Smith’s novels are sui generis, consistently challenging readers to think or imagine more clearly. Few writers engage so deeply with today’s political ferment while managing to elevate our problems into a philosophical and sometimes playful sphere.
Columba’s Bones
David Greig
Polygon, £10
Part of Polygon’s Darkland Tales series, in which Scottish history is rewritten, Greig’s debut novel promises the same unflinching clarity as his plays. In a brutal Viking raid on Iona Abbey in 825, Abbot Blathmac is killed for not revealing the whereabouts of St Columba’s bones. Thwarted, the Vikings depart, leaving one behind, who cannot swim, has no sword, and must negotiate his way out of trouble. Nor can he leave until he has discovered where the relics are hidden. The scene is set for an engrossing drama of Christian versus pagan, encompassing the nature of love, shame and honour.
Edinburgh: A New History
Alistair Moffat
Birlinn, £14.99
Marking Edinburgh’s 900th anniversary, Moffat’s colourful and concise history of the capital covers the best part of a millennium with a light, readable touch. Starting with the geological forces that shaped the landscape on which castle and city would later be built, Moffat shows Edinburgh’s evolution from the time of Romans and Celtic tribes, through centuries of religious, political and intellectual tumult, industrialisation and the age of festivals and mass tourism. Bringing the tale up to the present, he describes Edinburgh as “the most beautiful city in the world”. As this book shows, it is also among the most interesting.
That Beautiful Atlantic Waltz
Malachy Tallack
Canongate, £18.99
John Burnside described Malachy Tallack as “the real deal”. A writer of travel and nature books as well as fiction, Tallack’s second novel, like his first, is set in Shetland, a place at the mercy of the Atlantic weather.

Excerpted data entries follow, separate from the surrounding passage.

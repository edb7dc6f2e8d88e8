//! Combining a base model with an adapter
//!
//! [`Merger::compose`] keeps the two separate and applies the adapter on the
//! activation path whenever a runnable model is built; [`Merger::merge`] folds
//! it once into a standalone dense model.

use std::collections::BTreeMap;
use std::path::Path;

use candle_core::{DType, Device};
use tracing::{info, instrument};

use crate::error::{Error, Result};
use crate::lora::{fold, Adapter};
use crate::model::{saver, BaseModel, LoraDelta, ModelConfig, Runnable, WeightMap};

/// Fold adapter factors into a copy of `weights`
///
/// `layers` yields `(module path, A, B)`; every path must name a weight in the map.
pub fn fold_layers<'a, I>(weights: &WeightMap, layers: I, scale: f64) -> Result<WeightMap>
where
    I: IntoIterator<Item = (&'a str, &'a candle_core::Tensor, &'a candle_core::Tensor)>,
{
    let mut folded = weights.clone();
    for (path, a, b) in layers {
        let name = format!("{path}.weight");
        let weight = weights
            .get(&name)
            .ok_or_else(|| Error::artifact(format!("no weight {name} to adapt")))?;
        let (out, inp) = weight.dims2()?;
        if b.dims()[0] != out || a.dims()[1] != inp {
            return Err(Error::artifact(format!(
                "adapter for {path} has shape ({}, {}) but the weight is ({out}, {inp})",
                b.dims()[0],
                a.dims()[1]
            )));
        }
        folded.insert(name, fold(weight, a, b, scale)?);
    }
    Ok(folded)
}

/// A base model with an adapter attached but not folded in
#[derive(Debug, Clone)]
pub struct ComposedModel {
    base: BaseModel,
    adapter: Adapter,
}

impl ComposedModel {
    pub fn base(&self) -> &BaseModel {
        &self.base
    }

    pub fn adapter(&self) -> &Adapter {
        &self.adapter
    }

    pub(crate) fn adapter_mut(&mut self) -> &mut Adapter {
        &mut self.adapter
    }

    pub fn into_parts(self) -> (BaseModel, Adapter) {
        (self.base, self.adapter)
    }

    /// Dense weights with the adapter applied
    pub fn effective_weights(&self) -> Result<WeightMap> {
        let layers = self
            .adapter
            .layers()
            .iter()
            .map(|(path, pair)| (path.as_str(), &pair.a, &pair.b));
        fold_layers(&self.base.dense_weights()?, layers, self.adapter.scale())
    }

    /// Runnable model over the stored base weights plus the unfolded adapter
    pub fn runnable(&self) -> Result<Runnable> {
        let deltas: BTreeMap<String, LoraDelta> = self
            .adapter
            .layers()
            .iter()
            .map(|(path, pair)| {
                let delta = LoraDelta {
                    a: pair.a.clone(),
                    b: pair.b.clone(),
                    scale: self.adapter.scale(),
                    dropout: 0.0,
                };
                (path.clone(), delta)
            })
            .collect();
        Runnable::build(
            self.base.config(),
            self.base.stored_weights(),
            &deltas,
            self.base.compute_dtype(),
            self.base.device(),
        )
    }
}

/// A standalone dense model with an adapter folded in
#[derive(Debug, Clone)]
pub struct MergedModel {
    id: String,
    config: ModelConfig,
    weights: WeightMap,
    dtype: DType,
    device: Device,
}

impl MergedModel {
    /// Wrap a dense base model, e.g. one reloaded from a merged artifact
    pub fn from_base(base: &BaseModel) -> Result<Self> {
        Ok(Self {
            id: base.id().to_string(),
            config: base.config().clone(),
            weights: base.dense_weights()?,
            dtype: base.compute_dtype(),
            device: base.device().clone(),
        })
    }

    pub fn id(&self) -> &str {
        &self.id
    }

    pub fn config(&self) -> &ModelConfig {
        &self.config
    }

    pub fn weights(&self) -> &WeightMap {
        &self.weights
    }

    pub(crate) fn weights_mut(&mut self) -> &mut WeightMap {
        &mut self.weights
    }

    pub fn runnable(&self) -> Result<Runnable> {
        Runnable::from_dense(&self.config, &self.weights, self.dtype, &self.device)
    }

    /// Persist as a loadable model directory
    pub fn save(&self, dir: &Path) -> Result<()> {
        saver::save_dense(dir, &self.config, &self.weights)
    }
}

/// Attaches and folds adapters
pub struct Merger;

impl Merger {
    /// Attach `adapter` to `base` without changing either
    pub fn compose(base: &BaseModel, adapter: &Adapter) -> Result<ComposedModel> {
        adapter.check_compatible(base)?;
        let adapter = adapter.to_device(base.device())?;
        Ok(ComposedModel {
            base: base.clone(),
            adapter,
        })
    }

    /// Fold `adapter` into a dense copy of `base`
    ///
    /// The base model is left untouched; merging twice gives identical weights.
    #[instrument(skip_all, fields(base = base.id(), layers = adapter.layers().len()))]
    pub fn merge(base: &BaseModel, adapter: &Adapter) -> Result<MergedModel> {
        let composed = Self::compose(base, adapter)?;
        let weights = composed.effective_weights()?;
        info!(tensors = weights.len(), "Adapter merged into base weights");
        Ok(MergedModel {
            id: base.id().to_string(),
            config: base.config().clone(),
            weights,
            dtype: base.compute_dtype(),
            device: base.device().clone(),
        })
    }
}

#[cfg(test)]
mod tests {
    use super::*;
    use crate::lora::{LoraConfig, LoraPair};
    use crate::model::{LanguageModel, Precision};
    use crate::testing;
    use candle_core::Tensor;

    fn random_adapter(base: &BaseModel) -> Adapter {
        let config = LoraConfig {
            rank: 2,
            ..Default::default()
        };
        let mut layers = BTreeMap::new();
        for (path, (out, inp)) in config.resolve_targets(base).unwrap() {
            let a = Tensor::randn(0f32, 0.1, (2, inp), &Device::Cpu).unwrap();
            let b = Tensor::randn(0f32, 0.1, (out, 2), &Device::Cpu).unwrap();
            layers.insert(path, LoraPair::new(a, b).unwrap());
        }
        Adapter::new(config, base.id(), layers).unwrap()
    }

    fn max_diff(x: &Tensor, y: &Tensor) -> f32 {
        (x - y)
            .unwrap()
            .abs()
            .unwrap()
            .max_all()
            .unwrap()
            .to_scalar::<f32>()
            .unwrap()
    }

    #[test]
    fn test_merge_is_deterministic_and_leaves_base_untouched() {
        let base = testing::tiny_base_model(Precision::full());
        let before = base.dense_weights().unwrap();
        let adapter = random_adapter(&base);

        let first = Merger::merge(&base, &adapter).unwrap();
        let second = Merger::merge(&base, &adapter).unwrap();
        for (name, w) in first.weights() {
            assert_eq!(max_diff(w, &second.weights()[name]), 0.0);
        }
        for (name, w) in base.dense_weights().unwrap() {
            assert_eq!(max_diff(&w, &before[&name]), 0.0);
        }
    }

    #[test]
    fn test_merged_matches_composed_outputs() {
        let base = testing::tiny_base_model(Precision::full());
        let adapter = random_adapter(&base);
        let ids = Tensor::new(&[[256u32, 10, 20, 30]], &Device::Cpu).unwrap();

        let mut composed = Merger::compose(&base, &adapter).unwrap().runnable().unwrap();
        let mut merged = Merger::merge(&base, &adapter).unwrap().runnable().unwrap();
        let a = composed.forward(&ids, 0).unwrap();
        let b = merged.forward(&ids, 0).unwrap();
        assert!(max_diff(&a, &b) < 1e-5);
    }

    #[test]
    fn test_merge_changes_targeted_weights_only() {
        let base = testing::tiny_base_model(Precision::full());
        let adapter = random_adapter(&base);
        let merged = Merger::merge(&base, &adapter).unwrap();
        let dense = base.dense_weights().unwrap();

        let q = "model.layers.0.self_attn.q_proj.weight";
        assert!(max_diff(&merged.weights()[q], &dense[q]) > 0.0);
        let embed = "model.embed_tokens.weight";
        assert_eq!(max_diff(&merged.weights()[embed], &dense[embed]), 0.0);
    }

    #[test]
    fn test_incompatible_adapter_is_artifact_error() {
        let base = testing::tiny_base_model(Precision::full());
        let mut layers = BTreeMap::new();
        layers.insert(
            "model.layers.0.self_attn.q_proj".to_string(),
            LoraPair::new(
                Tensor::zeros((6, 48), DType::F32, &Device::Cpu).unwrap(),
                Tensor::zeros((32, 6), DType::F32, &Device::Cpu).unwrap(),
            )
            .unwrap(),
        );
        let adapter = Adapter::new(LoraConfig::default(), "other", layers).unwrap();
        assert!(matches!(
            Merger::merge(&base, &adapter),
            Err(Error::Artifact(_))
        ));
    }

    #[test]
    fn test_merge_over_quantized_base() {
        let base = testing::tiny_base_model(Precision {
            compute_dtype: crate::model::ComputeDtype::F32,
            ..Precision::four_bit()
        });
        let adapter = random_adapter(&base);
        let merged = Merger::merge(&base, &adapter).unwrap();
        let ids = Tensor::new(&[[256u32, 1, 2]], &Device::Cpu).unwrap();
        let logits = merged.runnable().unwrap().forward(&ids, 0).unwrap();
        assert_eq!(logits.dims(), &[1, testing::VOCAB_SIZE]);
    }
}
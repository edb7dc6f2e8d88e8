use std::io::{self, IsTerminal};

use colored::*;
use tracing::Level;
use tracing_subscriber::{
    fmt::{self, format::FmtSpan},
    layer::SubscriberExt,
    util::SubscriberInitExt,
    EnvFilter, Layer,
};

use crate::error::{Error, Result};

/// Filter directive for a verbosity count, unless `quiet` wins
pub fn default_directive(verbosity: u8, quiet: bool) -> &'static str {
    if quiet {
        return "error";
    }
    match verbosity {
        0 => "sst2_lora=info,warn",
        1 => "sst2_lora=debug,info",
        2 => "sst2_lora=trace,debug",
        _ => "trace",
    }
}

/// Install the global subscriber
///
/// `RUST_LOG` overrides the verbosity flags unless `quiet` is set.
pub fn init_logging(verbosity: u8, quiet: bool, json_output: bool) -> Result<()> {
    let directive = default_directive(verbosity, quiet);
    let env_filter = if quiet {
        EnvFilter::new(directive)
    } else {
        EnvFilter::try_from_default_env().unwrap_or_else(|_| EnvFilter::new(directive))
    };

    let installed = if json_output {
        let json_layer = fmt::layer()
            .json()
            .with_current_span(true)
            .with_span_list(true)
            .with_writer(io::stderr)
            .with_filter(env_filter);
        tracing_subscriber::registry().with(json_layer).try_init()
    } else if io::stderr().is_terminal() && !quiet {
        let fmt_layer = fmt::layer()
            .with_ansi(true)
            .with_span_events(FmtSpan::CLOSE)
            .event_format(ColoredFormatter)
            .with_writer(io::stderr)
            .with_filter(env_filter);
        tracing_subscriber::registry().with(fmt_layer).try_init()
    } else {
        let fmt_layer = fmt::layer()
            .with_target(false)
            .with_ansi(false)
            .without_time()
            .with_writer(io::stderr)
            .with_filter(env_filter);
        tracing_subscriber::registry().with(fmt_layer).try_init()
    };

    installed.map_err(|e| Error::config(format!("failed to install logger: {e}")))
}

/// Timestamp, coloured level, then the event fields
struct ColoredFormatter;

impl<S, N> fmt::FormatEvent<S, N> for ColoredFormatter
where
    S: tracing::Subscriber + for<'a> tracing_subscriber::registry::LookupSpan<'a>,
    N: for<'a> fmt::FormatFields<'a> + 'static,
{
    fn format_event(
        &self,
        ctx: &fmt::FmtContext<'_, S, N>,
        mut writer: fmt::format::Writer<'_>,
        event: &tracing::Event<'_>,
    ) -> std::fmt::Result {
        let now = chrono::Local::now();
        write!(writer, "{} ", now.format("%H:%M:%S").to_string().dimmed())?;

        let level = match *event.metadata().level() {
            Level::ERROR => "ERROR".red().bold(),
            Level::WARN => "WARN".yellow().bold(),
            Level::INFO => "INFO".green().bold(),
            Level::DEBUG => "DEBUG".blue().bold(),
            Level::TRACE => "TRACE".purple().bold(),
        };
        write!(writer, "{level} ")?;

        ctx.field_format().format_fields(writer.by_ref(), event)?;
        writeln!(writer)
    }
}

/// Print a success line to stdout
pub fn success(message: &str) {
    if io::stdout().is_terminal() {
        println!("{} {}", "✓".green().bold(), message);
    } else {
        println!("SUCCESS: {message}");
    }
}

/// Print a warning line to stderr
pub fn warning(message: &str) {
    if io::stderr().is_terminal() {
        eprintln!("{} {}", "⚠".yellow().bold(), message);
    } else {
        eprintln!("WARNING: {message}");
    }
}
//! Gemma decoder with adapter hooks on every linear projection
//!
//! The layout follows `candle_transformers::models::gemma`, but every op on
//! the path from the projections to the logits has a backward pass: rotary
//! embeddings go through `rope_slow` and attention through `ops::softmax`.
//! Linear weights stay in their stored form and are dequantized per forward,
//! while low-rank updates are applied on the input activations.

use std::collections::BTreeMap;

use candle_core::{DType, Device, Module, Tensor, D};
use candle_nn::rotary_emb::rope_slow;
use candle_nn::Activation;
use candle_transformers::utils::repeat_kv;

use super::{ModelConfig, StoredWeight};
use crate::error::{Error, Result};

/// Low-rank update `scale · B · A` attached to one linear module
#[derive(Debug, Clone)]
pub struct LoraDelta {
    /// Down projection, shape `(r, in_features)`
    pub a: Tensor,
    /// Up projection, shape `(out_features, r)`
    pub b: Tensor,
    pub scale: f64,
    /// Dropout on the inputs of the low-rank path
    pub dropout: f32,
}

fn missing(name: &str) -> Error {
    Error::artifact(format!("weights do not fit the architecture: missing {name}"))
}

/// Pulls named tensors out of the stored map and tracks adapter use
struct WeightSource<'a> {
    weights: &'a BTreeMap<String, StoredWeight>,
    deltas: &'a BTreeMap<String, LoraDelta>,
    dtype: DType,
    device: &'a Device,
    attached: usize,
}

impl WeightSource<'_> {
    fn dense(&self, name: &str) -> Result<Tensor> {
        self.weights
            .get(name)
            .ok_or_else(|| missing(name))?
            .dense(self.dtype, self.device)
    }

    fn linear(&mut self, path: &str, in_features: usize, out_features: usize) -> Result<Linear> {
        let name = format!("{path}.weight");
        let stored = self.weights.get(&name).ok_or_else(|| missing(&name))?;
        if stored.dims() != [out_features, in_features] {
            return Err(Error::artifact(format!(
                "weights do not fit the architecture: {name} has shape {:?}, expected {:?}",
                stored.dims(),
                [out_features, in_features]
            )));
        }

        let weight = match stored {
            StoredWeight::Dense(t) => {
                StoredWeight::Dense(t.to_device(self.device)?.to_dtype(self.dtype)?)
            }
            quantized => quantized.clone(),
        };

        let delta = match self.deltas.get(path) {
            Some(delta) => {
                let (r, a_in) = delta.a.dims2()?;
                let (b_out, b_r) = delta.b.dims2()?;
                if a_in != in_features || b_out != out_features || b_r != r {
                    return Err(Error::artifact(format!(
                        "adapter factors for {path} do not fit a ({out_features}, {in_features}) weight"
                    )));
                }
                self.attached += 1;
                Some(delta.clone())
            }
            None => None,
        };

        Ok(Linear {
            weight,
            delta,
            dtype: self.dtype,
            device: self.device.clone(),
        })
    }
}

/// Frozen linear projection, optionally carrying a low-rank update
#[derive(Debug, Clone)]
struct Linear {
    weight: StoredWeight,
    delta: Option<LoraDelta>,
    dtype: DType,
    device: Device,
}

impl Linear {
    fn forward(&self, xs: &Tensor) -> Result<Tensor> {
        let w = self.weight.dense(self.dtype, &self.device)?;
        let ys = xs.broadcast_matmul(&w.t()?)?;
        let Some(delta) = &self.delta else {
            return Ok(ys);
        };

        let h = if delta.dropout > 0.0 {
            candle_nn::ops::dropout(xs, delta.dropout)?
        } else {
            xs.clone()
        };
        let a = delta.a.to_dtype(self.dtype)?;
        let b = delta.b.to_dtype(self.dtype)?;
        let update = h.broadcast_matmul(&a.t()?)?.broadcast_matmul(&b.t()?)?;
        Ok((ys + (update * delta.scale)?)?)
    }
}

/// Gemma RMS norm; the stored scale is an offset from one
#[derive(Debug, Clone)]
struct RmsNorm {
    weight: Tensor,
    eps: f64,
}

impl RmsNorm {
    fn new(weight: Tensor, eps: f64) -> Result<Self> {
        Ok(Self {
            weight: (weight + 1.0)?,
            eps,
        })
    }

    fn forward(&self, xs: &Tensor) -> Result<Tensor> {
        let dtype = xs.dtype();
        let xs = xs.to_dtype(DType::F32)?;
        let variance = xs.sqr()?.mean_keepdim(D::Minus1)?;
        let normed = xs.broadcast_div(&(variance + self.eps)?.sqrt()?)?;
        Ok(normed.to_dtype(dtype)?.broadcast_mul(&self.weight)?)
    }
}

#[derive(Debug, Clone)]
struct RotaryEmbedding {
    sin: Tensor,
    cos: Tensor,
}

impl RotaryEmbedding {
    fn new(dim: usize, max_positions: usize, theta: f64, dtype: DType, device: &Device) -> Result<Self> {
        let inv_freq: Vec<f32> = (0..dim)
            .step_by(2)
            .map(|i| 1f32 / theta.powf(i as f64 / dim as f64) as f32)
            .collect();
        let half = inv_freq.len();
        let inv_freq = Tensor::from_vec(inv_freq, (1, half), device)?;
        let positions = Tensor::arange(0u32, max_positions as u32, device)?
            .to_dtype(DType::F32)?
            .reshape((max_positions, 1))?;
        let freqs = positions.matmul(&inv_freq)?;
        Ok(Self {
            sin: freqs.sin()?.to_dtype(dtype)?,
            cos: freqs.cos()?.to_dtype(dtype)?,
        })
    }

    fn apply(&self, q: &Tensor, k: &Tensor, offset: usize) -> Result<(Tensor, Tensor)> {
        let seq_len = q.dim(2)?;
        let cos = self.cos.narrow(0, offset, seq_len)?;
        let sin = self.sin.narrow(0, offset, seq_len)?;
        let q = rope_slow(&q.contiguous()?, &cos, &sin)?;
        let k = rope_slow(&k.contiguous()?, &cos, &sin)?;
        Ok((q, k))
    }
}

#[derive(Debug, Clone)]
struct Mlp {
    gate_proj: Linear,
    up_proj: Linear,
    down_proj: Linear,
    act: Activation,
}

impl Mlp {
    fn forward(&self, xs: &Tensor) -> Result<Tensor> {
        let gate = self.act.forward(&self.gate_proj.forward(xs)?)?;
        let up = self.up_proj.forward(xs)?;
        self.down_proj.forward(&(gate * up)?)
    }
}

#[derive(Debug, Clone)]
struct Attention {
    q_proj: Linear,
    k_proj: Linear,
    v_proj: Linear,
    o_proj: Linear,
    num_heads: usize,
    num_kv_heads: usize,
    head_dim: usize,
    kv_cache: Option<(Tensor, Tensor)>,
}

impl Attention {
    fn forward(
        &mut self,
        xs: &Tensor,
        mask: Option<&Tensor>,
        offset: usize,
        rotary: &RotaryEmbedding,
    ) -> Result<Tensor> {
        let (b, q_len, _) = xs.dims3()?;
        let dtype = xs.dtype();

        let q = self
            .q_proj
            .forward(xs)?
            .reshape((b, q_len, self.num_heads, self.head_dim))?
            .transpose(1, 2)?;
        let k = self
            .k_proj
            .forward(xs)?
            .reshape((b, q_len, self.num_kv_heads, self.head_dim))?
            .transpose(1, 2)?;
        let v = self
            .v_proj
            .forward(xs)?
            .reshape((b, q_len, self.num_kv_heads, self.head_dim))?
            .transpose(1, 2)?
            .contiguous()?;

        let (q, k) = rotary.apply(&q, &k, offset)?;

        let (k, v) = match &self.kv_cache {
            Some((prev_k, prev_v)) => (
                Tensor::cat(&[prev_k, &k], 2)?,
                Tensor::cat(&[prev_v, &v], 2)?,
            ),
            None => (k, v),
        };
        self.kv_cache = Some((k.clone(), v.clone()));

        let groups = self.num_heads / self.num_kv_heads;
        let k = repeat_kv(k, groups)?.contiguous()?;
        let v = repeat_kv(v, groups)?.contiguous()?;

        let scale = 1f64 / (self.head_dim as f64).sqrt();
        let scores = (q.matmul(&k.t()?)? * scale)?.to_dtype(DType::F32)?;
        let scores = match mask {
            Some(mask) => scores.broadcast_add(mask)?,
            None => scores,
        };
        let probs = candle_nn::ops::softmax(&scores, D::Minus1)?.to_dtype(dtype)?;
        let out = probs
            .matmul(&v)?
            .transpose(1, 2)?
            .reshape((b, q_len, self.num_heads * self.head_dim))?;
        self.o_proj.forward(&out)
    }
}

#[derive(Debug, Clone)]
struct DecoderLayer {
    self_attn: Attention,
    mlp: Mlp,
    input_layernorm: RmsNorm,
    post_attention_layernorm: RmsNorm,
}

impl DecoderLayer {
    fn forward(
        &mut self,
        xs: &Tensor,
        mask: Option<&Tensor>,
        offset: usize,
        rotary: &RotaryEmbedding,
    ) -> Result<Tensor> {
        let residual = xs;
        let h = self.input_layernorm.forward(xs)?;
        let h = self.self_attn.forward(&h, mask, offset, rotary)?;
        let xs = (h + residual)?;
        let residual = &xs;
        let h = self.post_attention_layernorm.forward(&xs)?;
        let h = self.mlp.forward(&h)?;
        Ok((h + residual)?)
    }
}

/// Gemma causal LM with a tied output head
#[derive(Debug, Clone)]
pub struct GemmaDecoder {
    embed_tokens: Tensor,
    layers: Vec<DecoderLayer>,
    norm: RmsNorm,
    rotary: RotaryEmbedding,
    hidden_size: usize,
    device: Device,
}

impl GemmaDecoder {
    /// Assemble the decoder from stored weights and per-module adapter updates
    ///
    /// `deltas` is keyed by module path (`model.layers.0.self_attn.q_proj`).
    /// An update whose path matches no linear module is an artifact error.
    pub fn new(
        config: &ModelConfig,
        weights: &BTreeMap<String, StoredWeight>,
        deltas: &BTreeMap<String, LoraDelta>,
        dtype: DType,
        device: &Device,
    ) -> Result<Self> {
        let cfg = config.gemma();
        let act = match (cfg.hidden_act, cfg.hidden_activation) {
            (Some(act), None) | (None, Some(act)) => act,
            (Some(_), Some(_)) => {
                return Err(Error::artifact(
                    "both hidden_act and hidden_activation are set",
                ))
            }
            (None, None) => {
                return Err(Error::artifact(
                    "none of hidden_act and hidden_activation are set",
                ))
            }
        };
        if cfg.num_key_value_heads == 0 || cfg.num_attention_heads % cfg.num_key_value_heads != 0 {
            return Err(Error::artifact(format!(
                "{} attention heads cannot be grouped over {} key/value heads",
                cfg.num_attention_heads, cfg.num_key_value_heads
            )));
        }

        let mut source = WeightSource {
            weights,
            deltas,
            dtype,
            device,
            attached: 0,
        };

        let hidden = cfg.hidden_size;
        let q_out = cfg.num_attention_heads * cfg.head_dim;
        let kv_out = cfg.num_key_value_heads * cfg.head_dim;

        let embed_tokens = source.dense("model.embed_tokens.weight")?;
        if embed_tokens.dims() != [cfg.vocab_size, hidden] {
            return Err(Error::artifact(format!(
                "weights do not fit the architecture: embeddings have shape {:?}",
                embed_tokens.dims()
            )));
        }

        let mut layers = Vec::with_capacity(cfg.num_hidden_layers);
        for i in 0..cfg.num_hidden_layers {
            let p = format!("model.layers.{i}");
            let self_attn = Attention {
                q_proj: source.linear(&format!("{p}.self_attn.q_proj"), hidden, q_out)?,
                k_proj: source.linear(&format!("{p}.self_attn.k_proj"), hidden, kv_out)?,
                v_proj: source.linear(&format!("{p}.self_attn.v_proj"), hidden, kv_out)?,
                o_proj: source.linear(&format!("{p}.self_attn.o_proj"), q_out, hidden)?,
                num_heads: cfg.num_attention_heads,
                num_kv_heads: cfg.num_key_value_heads,
                head_dim: cfg.head_dim,
                kv_cache: None,
            };
            let inter = cfg.intermediate_size;
            let mlp = Mlp {
                gate_proj: source.linear(&format!("{p}.mlp.gate_proj"), hidden, inter)?,
                up_proj: source.linear(&format!("{p}.mlp.up_proj"), hidden, inter)?,
                down_proj: source.linear(&format!("{p}.mlp.down_proj"), inter, hidden)?,
                act,
            };
            layers.push(DecoderLayer {
                self_attn,
                mlp,
                input_layernorm: RmsNorm::new(
                    source.dense(&format!("{p}.input_layernorm.weight"))?,
                    cfg.rms_norm_eps,
                )?,
                post_attention_layernorm: RmsNorm::new(
                    source.dense(&format!("{p}.post_attention_layernorm.weight"))?,
                    cfg.rms_norm_eps,
                )?,
            });
        }

        if source.attached != deltas.len() {
            let unknown: Vec<&str> = deltas
                .keys()
                .filter(|path| !weights.contains_key(&format!("{path}.weight")))
                .map(String::as_str)
                .collect();
            return Err(Error::artifact(format!(
                "adapter targets modules the model does not have: {unknown:?}"
            )));
        }

        let norm = RmsNorm::new(source.dense("model.norm.weight")?, cfg.rms_norm_eps)?;
        let rotary = RotaryEmbedding::new(
            cfg.head_dim,
            cfg.max_position_embeddings,
            cfg.rope_theta,
            dtype,
            device,
        )?;

        Ok(Self {
            embed_tokens,
            layers,
            norm,
            rotary,
            hidden_size: hidden,
            device: device.clone(),
        })
    }

    fn causal_mask(&self, tgt_len: usize, offset: usize) -> Result<Tensor> {
        let mask: Vec<f32> = (0..tgt_len)
            .flat_map(|i| (0..tgt_len).map(move |j| if i < j { f32::NEG_INFINITY } else { 0. }))
            .collect();
        let mask = Tensor::from_slice(&mask, (tgt_len, tgt_len), &self.device)?;
        if offset == 0 {
            return Ok(mask);
        }
        let prefix = Tensor::zeros((tgt_len, offset), DType::F32, &self.device)?;
        Ok(Tensor::cat(&[&prefix, &mask], D::Minus1)?)
    }

    /// Final hidden states, shape `(batch, seq, hidden)`
    fn hidden_states(&mut self, input_ids: &Tensor, offset: usize) -> Result<Tensor> {
        let (b, seq_len) = input_ids.dims2()?;
        let mask = if seq_len > 1 {
            Some(self.causal_mask(seq_len, offset)?)
        } else {
            None
        };

        let mut xs = self
            .embed_tokens
            .index_select(&input_ids.flatten_all()?, 0)?
            .reshape((b, seq_len, self.hidden_size))?;
        xs = (xs * (self.hidden_size as f64).sqrt())?;

        for layer in self.layers.iter_mut() {
            xs = layer.forward(&xs, mask.as_ref(), offset, &self.rotary)?;
        }
        self.norm.forward(&xs)
    }

    /// Logits for every position, shape `(batch, seq, vocab)`
    pub fn forward_all(&mut self, input_ids: &Tensor, offset: usize) -> Result<Tensor> {
        let xs = self.hidden_states(input_ids, offset)?;
        Ok(xs.broadcast_matmul(&self.embed_tokens.t()?)?)
    }

    /// Logits for the last position, shape `(batch, vocab)`
    pub fn forward(&mut self, input_ids: &Tensor, offset: usize) -> Result<Tensor> {
        let xs = self.hidden_states(input_ids, offset)?;
        let last = xs.dim(1)? - 1;
        let xs = xs.narrow(1, last, 1)?.squeeze(1)?;
        Ok(xs.matmul(&self.embed_tokens.t()?)?)
    }

    pub fn clear_kv_cache(&mut self) {
        for layer in self.layers.iter_mut() {
            layer.self_attn.kv_cache = None;
        }
    }
}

That Beautiful Atlantic Waltz features a Shetland whaler in the 1950s and Jack, an old musician in our own times. A story of friendship, identity and music, it is accompanied by an album of songs, performed by the author.
The Unknown Warrior
John Nichol
Simon & Schuster, £22
An RAF veteran, taken prisoner-of-war when his plane was shot down during the Gulf War, John Nichol understands what it’s like on the front line. Here, he explores the story of the Unknown Warrior, whose tomb in Westminster Abbey stands as a memorial for all those soldiers who fell in action but whose bodies were never found. This is a deeply moving book, as Nichol digs into the archives and speaks to the families of combatants who died in war, as far back as the First World War and as recently as Iraq and Afghanistan.
Alan Garner
4th Estate, £14.99
This memoir comprises essays, poems and stories in which Alan Garner, author of the children’s classics The Owl Service and Red Shift, reflects on his writing career. It recounts a long, original life, beginning with his working-class Cheshire childhood and his purchase of a medieval cottage in Blackden that features in Treacle Walker. To his surprise, that novel was shortlisted for the Booker Prize in 2022.
Nobody’s Empire
Stuart Murdoch
Faber & Faber, £20
The debut novel from the frontman of Belle & Sebastian, Nobody’s Empire is set in early 1990s Glasgow. Stephen, a musician with severe chronic fatigue syndrome, moves to California with a friend in the hope of making a new life by writing songs.
She Wolves: The Untold History of Women on Wall Street
Paulina Bren
John Murray, £20
This account of women trying to break into the ferociously macho world of Wall Street shows how hard they had to struggle. Historian Paulina Bren describes how, between the 1960s and 9/11, a select band, from typists and secretaries to business school graduates, joined the wolf pack: “The female pioneers of Wall Street…pushed into uncharted territory not knowing what awaited them there other than men, lots of men, few of whom were going to roll out a welcome mat”.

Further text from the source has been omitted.